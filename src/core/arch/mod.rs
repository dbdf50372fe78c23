// vsenv-rs: Visual Studio toolchain environment resolver
//
// SPDX-FileCopyrightText: 2026 Romeo Ahmed
// SPDX-License-Identifier: GPL-3.0-or-later

//! Architecture token normalization.
//!
//! ```text
//! "amd64" / "Win64" / "x64"       --> X64       (vcvarsall x64)
//! "Win32" / "x86"                 --> X86       (vcvarsall x86)
//! "arm64"                         --> Arm64     (vcvarsall arm64)
//! "x64_arm64" / "amd64_arm64"     --> X64Arm64  (vcvarsall x64_arm64)
//! "x64_x86" / "amd64_x86"         --> X64X86    (vcvarsall x64_x86)
//! anything else                   --> UnsupportedArchitecture
//! ```
//!
//! The table is exact and case-sensitive; nothing is inferred.

use crate::error::{ResolveError, ResolveResult};

/// User-facing tokens and the canonical architecture they map to.
pub const ARCH_TABLE: &[(&str, CanonicalArch)] = &[
    ("x64", CanonicalArch::X64),
    ("arm64", CanonicalArch::Arm64),
    ("x86", CanonicalArch::X86),
    ("x64_arm64", CanonicalArch::X64Arm64),
    ("x64_x86", CanonicalArch::X64X86),
    ("amd64", CanonicalArch::X64),
    ("amd64_arm64", CanonicalArch::X64Arm64),
    ("amd64_x86", CanonicalArch::X64X86),
    ("Win32", CanonicalArch::X86),
    ("Win64", CanonicalArch::X64),
];

/// Architecture (or host_target pair) understood by `vcvarsall.bat`.
#[derive(Debug, Clone, Copy, PartialEq, Eq, Hash)]
pub enum CanonicalArch {
    /// 64-bit x86-64, native
    X64,
    /// 32-bit x86
    X86,
    /// ARM64, native
    Arm64,
    /// ARM64 cross-compiled on an x64 host
    X64Arm64,
    /// x86 cross-compiled on an x64 host
    X64X86,
}

impl CanonicalArch {
    /// Returns the positional argument passed to `vcvarsall.bat`.
    #[must_use]
    pub const fn vcvars_arg(&self) -> &'static str {
        match self {
            Self::X64 => "x64",
            Self::X86 => "x86",
            Self::Arm64 => "arm64",
            Self::X64Arm64 => "x64_arm64",
            Self::X64X86 => "x64_x86",
        }
    }

    /// Host half, as used in `bin\Host<host>`.
    ///
    /// Plain x86 builds run the x64-hosted compiler, which is what the
    /// hosted CI agents provide.
    #[must_use]
    pub const fn host(&self) -> &'static str {
        match self {
            Self::Arm64 => "arm64",
            Self::X64 | Self::X86 | Self::X64Arm64 | Self::X64X86 => "x64",
        }
    }

    /// Target half, as used in `bin\Host<host>\<target>` and `lib\<target>`.
    #[must_use]
    pub const fn target(&self) -> &'static str {
        match self {
            Self::X64 => "x64",
            Self::X86 | Self::X64X86 => "x86",
            Self::Arm64 | Self::X64Arm64 => "arm64",
        }
    }
}

impl std::fmt::Display for CanonicalArch {
    fn fmt(&self, f: &mut std::fmt::Formatter<'_>) -> std::fmt::Result {
        f.write_str(self.vcvars_arg())
    }
}

impl std::str::FromStr for CanonicalArch {
    type Err = ResolveError;

    fn from_str(s: &str) -> ResolveResult<Self> {
        normalize(s)
    }
}

/// Maps a user-facing architecture token to its canonical form.
///
/// # Errors
///
/// Returns [`ResolveError::UnsupportedArchitecture`] naming the token when it
/// is empty or not in [`ARCH_TABLE`].
pub fn normalize(token: &str) -> ResolveResult<CanonicalArch> {
    ARCH_TABLE
        .iter()
        .find(|(name, _)| *name == token)
        .map(|(_, arch)| *arch)
        .ok_or_else(|| ResolveError::UnsupportedArchitecture {
            token: token.to_string(),
        })
}
// vsenv-rs: Visual Studio toolchain environment resolver
//
// SPDX-FileCopyrightText: 2026 Romeo Ahmed
// SPDX-License-Identifier: GPL-3.0-or-later

//! Visual Studio installation discovery via vswhere.
//!
//! ```text
//! ToolchainConstraint { products, requires, version }
//!        |  to_args()
//!        v
//! vswhere.exe -latest ... -property installationPath
//!        |
//!        +-- spawn error / timeout / exit != 0 --> LocatorFailed(stderr)
//!        +-- exit 0, blank stdout              --> NotFound
//!        +-- exit 0, path                      --> Installation
//!                                                  vcvarsall(), msvc_tools_root()
//!
//! find_installations(): vswhere -format json --> Vec<VsInstallation>, newest first
//! ```

use bon::Builder;
use serde::Deserialize;
use std::path::{Path, PathBuf};
use std::time::Duration;
use tracing::{debug, trace};

use crate::core::process::{CommandRunner, ProcessBuilder, ProcessFlags, ProcessOutput};
use crate::error::{ResolveError, ResolveResult};
use crate::utility::encoding::Encoding;

/// Standard vswhere.exe installation paths.
pub const VSWHERE_PATHS: &[&str] = &[
    r"C:\Program Files (x86)\Microsoft Visual Studio\Installer\vswhere.exe",
    r"C:\Program Files\Microsoft Visual Studio\Installer\vswhere.exe",
];

/// Product wildcard matching every Visual Studio edition and Build Tools.
pub const DEFAULT_PRODUCTS: &str = "*";

/// Component that carries the MSVC x86/x64 compilers.
pub const DEFAULT_REQUIRES: &str = "Microsoft.VisualStudio.Component.VC.Tools.x86.x64";

/// What counts as an acceptable installation.
#[derive(Debug, Clone, PartialEq, Eq, Builder)]
pub struct ToolchainConstraint {
    #[builder(setters(name = with_products), into, default = DEFAULT_PRODUCTS.to_string())]
    products: String,
    #[builder(setters(name = with_requires), default = vec![DEFAULT_REQUIRES.to_string()])]
    requires: Vec<String>,
    #[builder(setters(name = with_version), into)]
    version: Option<String>,
}

impl Default for ToolchainConstraint {
    fn default() -> Self {
        Self::builder().build()
    }
}

impl ToolchainConstraint {
    #[must_use]
    pub fn products(&self) -> &str {
        &self.products
    }

    #[must_use]
    pub fn requires(&self) -> &[String] {
        &self.requires
    }

    /// Version range in vswhere syntax, e.g. `[17.0,18.0)`.
    #[must_use]
    pub fn version(&self) -> Option<&str> {
        self.version.as_deref()
    }

    /// Filter arguments shared by every vswhere query.
    fn filter_args(&self) -> Vec<String> {
        let mut args = vec!["-products".to_string(), self.products.clone()];
        if !self.requires.is_empty() {
            args.push("-requires".to_string());
            args.extend(self.requires.iter().cloned());
        }
        if let Some(version) = &self.version {
            args.push("-version".to_string());
            args.push(version.clone());
        }
        args
    }

    /// Arguments for a single-path `-latest` query.
    #[must_use]
    pub fn to_args(&self) -> Vec<String> {
        let mut args = vec!["-latest".to_string()];
        args.extend(self.filter_args());
        args.extend(
            ["-property", "installationPath", "-utf8"]
                .iter()
                .map(ToString::to_string),
        );
        args
    }
}

impl std::fmt::Display for ToolchainConstraint {
    fn fmt(&self, f: &mut std::fmt::Formatter<'_>) -> std::fmt::Result {
        write!(
            f,
            "products={} requires=[{}]",
            self.products,
            self.requires.join(", ")
        )?;
        if let Some(version) = &self.version {
            write!(f, " version={version}")?;
        }
        Ok(())
    }
}

/// A located installation root.
#[derive(Debug, Clone, PartialEq, Eq)]
pub struct Installation {
    root: PathBuf,
}

impl Installation {
    pub fn new(root: impl Into<PathBuf>) -> Self {
        Self { root: root.into() }
    }

    #[must_use]
    pub fn root(&self) -> &Path {
        &self.root
    }

    /// Default location of `vcvarsall.bat`.
    #[must_use]
    pub fn vcvarsall(&self) -> PathBuf {
        self.root
            .join("VC")
            .join("Auxiliary")
            .join("Build")
            .join("vcvarsall.bat")
    }

    /// Directory holding one subdirectory per MSVC toolset version.
    #[must_use]
    pub fn msvc_tools_root(&self) -> PathBuf {
        self.root.join("VC").join("Tools").join("MSVC")
    }

    /// Root of a specific toolset version.
    #[must_use]
    pub fn toolset_root(&self, version: &str) -> PathBuf {
        self.msvc_tools_root().join(version)
    }
}

/// Visual Studio installation information from vswhere JSON output.
#[derive(Debug, Clone, Deserialize)]
#[serde(rename_all = "camelCase")]
pub struct VsInstallation {
    /// Unique instance identifier.
    pub instance_id: String,

    /// Installation root path.
    pub installation_path: PathBuf,

    /// Full version string (e.g., "17.14.36915.13").
    pub installation_version: String,

    /// Human-readable display name.
    pub display_name: String,

    /// Whether the installation is complete (no errors or reboot required).
    #[serde(default = "default_true")]
    pub is_complete: bool,

    /// Whether this is a prerelease version.
    #[serde(default)]
    pub is_prerelease: bool,
}

const fn default_true() -> bool {
    true
}

impl VsInstallation {
    /// Parse version into numeric components (major, minor, patch, build).
    ///
    /// Numeric comparison correctly handles "17.14" > "17.9", unlike string comparison.
    fn version_tuple(&self) -> (u32, u32, u32, u32) {
        let parts: Vec<u32> = self
            .installation_version
            .split('.')
            .filter_map(|s| s.parse().ok())
            .collect();

        (
            parts.first().copied().unwrap_or(0),
            parts.get(1).copied().unwrap_or(0),
            parts.get(2).copied().unwrap_or(0),
            parts.get(3).copied().unwrap_or(0),
        )
    }

    #[must_use]
    pub fn installation(&self) -> Installation {
        Installation::new(&self.installation_path)
    }
}

/// Finds the vswhere.exe executable path.
///
/// Checks the override path, then the standard Visual Studio Installer
/// directories, then `PATH`.
///
/// # Errors
///
/// Returns [`ResolveError::LocatorFailed`] if `vswhere.exe` cannot be found.
pub fn find_vswhere(override_path: Option<&Path>) -> ResolveResult<PathBuf> {
    if let Some(path) = override_path {
        if path.exists() {
            trace!(path = %path.display(), "Using config-provided vswhere");
            return Ok(path.to_path_buf());
        }
        debug!(
            path = %path.display(),
            "Config vswhere path not found, searching standard locations"
        );
    }

    for candidate in VSWHERE_PATHS {
        let path = PathBuf::from(candidate);
        if path.exists() {
            debug!(path = %path.display(), "Found vswhere");
            return Ok(path);
        }
    }

    ProcessBuilder::find("vswhere").ok_or_else(|| ResolveError::LocatorFailed {
        tool: "vswhere.exe".to_string(),
        code: None,
        stderr: "vswhere.exe not found in standard VS Installer directories or PATH".to_string(),
    })
}

/// Runs vswhere with `args` and turns every failure into `LocatorFailed`.
async fn run_vswhere<R: CommandRunner>(
    runner: &R,
    vswhere: &Path,
    args: Vec<String>,
    timeout: Duration,
) -> ResolveResult<ProcessOutput> {
    let tool = vswhere.display().to_string();
    let command = ProcessBuilder::new(vswhere)
        .args(args)
        .name("vswhere")
        .flag(ProcessFlags::ALLOW_FAILURE)
        .stdout_encoding(Encoding::Utf8)
        .timeout(timeout);

    let output = runner
        .run(command)
        .await
        .map_err(|e| ResolveError::LocatorFailed {
            tool: tool.clone(),
            code: None,
            stderr: e.to_string(),
        })?;

    if !output.success() {
        return Err(ResolveError::LocatorFailed {
            tool,
            code: output.exit_code(),
            stderr: output.stderr().trim().to_string(),
        });
    }

    Ok(output)
}

/// Locates the newest installation matching `constraint`.
///
/// Never falls back to guessed install locations.
///
/// # Errors
///
/// - [`ResolveError::LocatorFailed`] if vswhere cannot run, times out or exits non-zero.
/// - [`ResolveError::NotFound`] if vswhere succeeds with blank output.
pub async fn locate<R: CommandRunner>(
    runner: &R,
    vswhere: &Path,
    constraint: &ToolchainConstraint,
    timeout: Duration,
) -> ResolveResult<Installation> {
    debug!(constraint = %constraint, "Locating Visual Studio installation");

    let output = run_vswhere(runner, vswhere, constraint.to_args(), timeout).await?;

    let installation = parse_installation_path(output.stdout()).ok_or_else(|| {
        ResolveError::NotFound {
            constraint: constraint.to_string(),
        }
    })?;

    debug!(root = %installation.root().display(), "Found Visual Studio installation");
    Ok(installation)
}

/// Finds all installations matching `constraint`, newest first.
///
/// Incomplete installations and prereleases are dropped.
///
/// # Errors
///
/// Returns [`ResolveError::LocatorFailed`] if vswhere fails or prints
/// something that is not its JSON format.
pub async fn find_installations<R: CommandRunner>(
    runner: &R,
    vswhere: &Path,
    constraint: &ToolchainConstraint,
    timeout: Duration,
) -> ResolveResult<Vec<VsInstallation>> {
    let mut args = vec!["-format".to_string(), "json".to_string(), "-utf8".to_string()];
    args.extend(constraint.filter_args());

    let output = run_vswhere(runner, vswhere, args, timeout).await?;

    let mut installations =
        parse_vswhere_json(output.stdout()).map_err(|e| ResolveError::LocatorFailed {
            tool: vswhere.display().to_string(),
            code: output.exit_code(),
            stderr: format!("unreadable vswhere JSON output: {e}"),
        })?;

    installations.retain(|vs| vs.is_complete && !vs.is_prerelease);
    installations.sort_by_key(|vs| std::cmp::Reverse(vs.version_tuple()));

    debug!(
        count = installations.len(),
        "Found Visual Studio installations"
    );

    Ok(installations)
}

/// First non-blank line of vswhere's `-property` output.
fn parse_installation_path(stdout: &str) -> Option<Installation> {
    stdout
        .lines()
        .map(str::trim)
        .find(|line| !line.is_empty())
        .map(Installation::new)
}

/// Parses vswhere JSON output into `VsInstallation` structs.
fn parse_vswhere_json(json: &str) -> serde_json::Result<Vec<VsInstallation>> {
    serde_json::from_str(json)
}
// vsenv-rs: Visual Studio toolchain environment resolver
//
// SPDX-FileCopyrightText: 2026 Romeo Ahmed
// SPDX-License-Identifier: GPL-3.0-or-later

//! End-to-end toolchain resolution.
//!
//! ```text
//! resolve(runner, request)
//!   normalize(arch)             UnsupportedArchitecture   (nothing spawned)
//!   find_vswhere(override)
//!   locate(constraint)          LocatorFailed | NotFound
//!   extract_diff(installation)  ScriptNotFound | ScriptFailed | ScriptIo
//!   plan(toolchain)             NoToolsetFound | DependencyMissing
//!        |
//!        v
//!   Resolution { installation, arch, diff, adjustments }
//!
//! run(runner, request, sink)
//!   resolve()?                  any error: sink untouched
//!   apply(diff, sink)
//!   adjustments.apply_to(sink)
//! ```

use bon::Builder;
use std::path::PathBuf;
use std::time::Duration;
use tracing::info;

use crate::apply::apply;
use crate::config::VsenvConfig;
use crate::config::types::DEFAULT_LOCATOR_TIMEOUT_SECS;
use crate::core::arch::{CanonicalArch, normalize};
use crate::core::env::diff::EnvironmentDiff;
use crate::core::process::CommandRunner;
use crate::core::vcvars::{ExtractOptions, extract_diff};
use crate::core::vs::{Installation, ToolchainConstraint, find_vswhere, locate};
use crate::error::{ResolveResult, SinkResult, VsenvResult};
use crate::postprocess::{Adjustments, PostprocessOptions, plan};
use crate::sink::JobEnvironmentSink;

/// Default limit for one vswhere call.
pub const DEFAULT_LOCATOR_TIMEOUT: Duration = Duration::from_secs(DEFAULT_LOCATOR_TIMEOUT_SECS);

/// Everything needed to resolve one toolchain.
#[derive(Debug, Clone, Builder)]
pub struct ResolveRequest {
    /// User-facing architecture token, e.g. `amd64` or `Win32`.
    #[builder(setters(name = with_arch), into)]
    arch: String,

    #[builder(setters(name = with_constraint), default)]
    constraint: ToolchainConstraint,

    /// Explicit `vswhere.exe`, tried before the standard locations.
    #[builder(setters(name = with_vswhere), into)]
    vswhere: Option<PathBuf>,

    #[builder(setters(name = with_locator_timeout), default = DEFAULT_LOCATOR_TIMEOUT)]
    locator_timeout: Duration,

    #[builder(setters(name = with_extract), default)]
    extract: ExtractOptions,

    #[builder(setters(name = with_postprocess), default)]
    postprocess: PostprocessOptions,
}

impl ResolveRequest {
    /// Request for `arch` using the settings of `config`.
    #[must_use]
    pub fn from_config(config: &VsenvConfig, arch: &str) -> Self {
        Self::builder()
            .with_arch(arch)
            .with_constraint(config.locator.constraint())
            .maybe_with_vswhere(config.locator.vswhere.clone())
            .with_locator_timeout(config.locator.timeout())
            .with_extract(config.extract_options())
            .with_postprocess(config.postprocess_options())
            .build()
    }

    #[must_use]
    pub fn arch(&self) -> &str {
        &self.arch
    }

    #[must_use]
    pub const fn constraint(&self) -> &ToolchainConstraint {
        &self.constraint
    }
}

/// Outcome of a successful resolution. Nothing has been written yet.
#[derive(Debug, Clone)]
pub struct Resolution {
    pub installation: Installation,
    pub arch: CanonicalArch,
    pub diff: EnvironmentDiff,
    pub adjustments: Adjustments,
}

impl Resolution {
    /// Writes the diff, then the toolchain adjustments.
    ///
    /// # Errors
    ///
    /// Returns the first [`SinkError`](crate::error::SinkError) reported by the sink.
    pub fn apply_to<S: JobEnvironmentSink + ?Sized>(&self, sink: &mut S) -> SinkResult<()> {
        apply(&self.diff, sink)?;
        self.adjustments.apply_to(sink)
    }
}

/// Runs every resolution stage without touching any job environment.
///
/// # Errors
///
/// Returns the [`ResolveError`](crate::error::ResolveError) of the first
/// failing stage.
pub async fn resolve<R: CommandRunner>(
    runner: &R,
    request: &ResolveRequest,
) -> ResolveResult<Resolution> {
    let arch = normalize(&request.arch)?;
    let vswhere = find_vswhere(request.vswhere.as_deref())?;
    let installation = locate(runner, &vswhere, &request.constraint, request.locator_timeout).await?;
    let diff = extract_diff(runner, &installation, arch, &request.extract).await?;
    let adjustments = plan(&installation, arch, &request.postprocess)?;

    info!(
        arch = %arch,
        root = %installation.root().display(),
        variables = diff.len(),
        "Resolved toolchain environment"
    );

    Ok(Resolution {
        installation,
        arch,
        diff,
        adjustments,
    })
}

/// Resolves and, only if every stage succeeded, writes the result to `sink`.
///
/// # Errors
///
/// Returns resolution failures as [`crate::error::VsenvError::Resolve`] and
/// write failures as [`crate::error::VsenvError::Sink`].
pub async fn run<R, S>(runner: &R, request: &ResolveRequest, sink: &mut S) -> VsenvResult<Resolution>
where
    R: CommandRunner,
    S: JobEnvironmentSink + ?Sized,
{
    let resolution = resolve(runner, request).await?;
    resolution.apply_to(sink)?;
    Ok(resolution)
}

#[cfg(test)]
mod tests;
------------
▶ Directions:
Lines holding the word "query" are the answer; copy each one from the records above.

▶ Reply:
    /// Filter arguments shared by every vswhere query.
    /// Arguments for a single-path `-latest` query.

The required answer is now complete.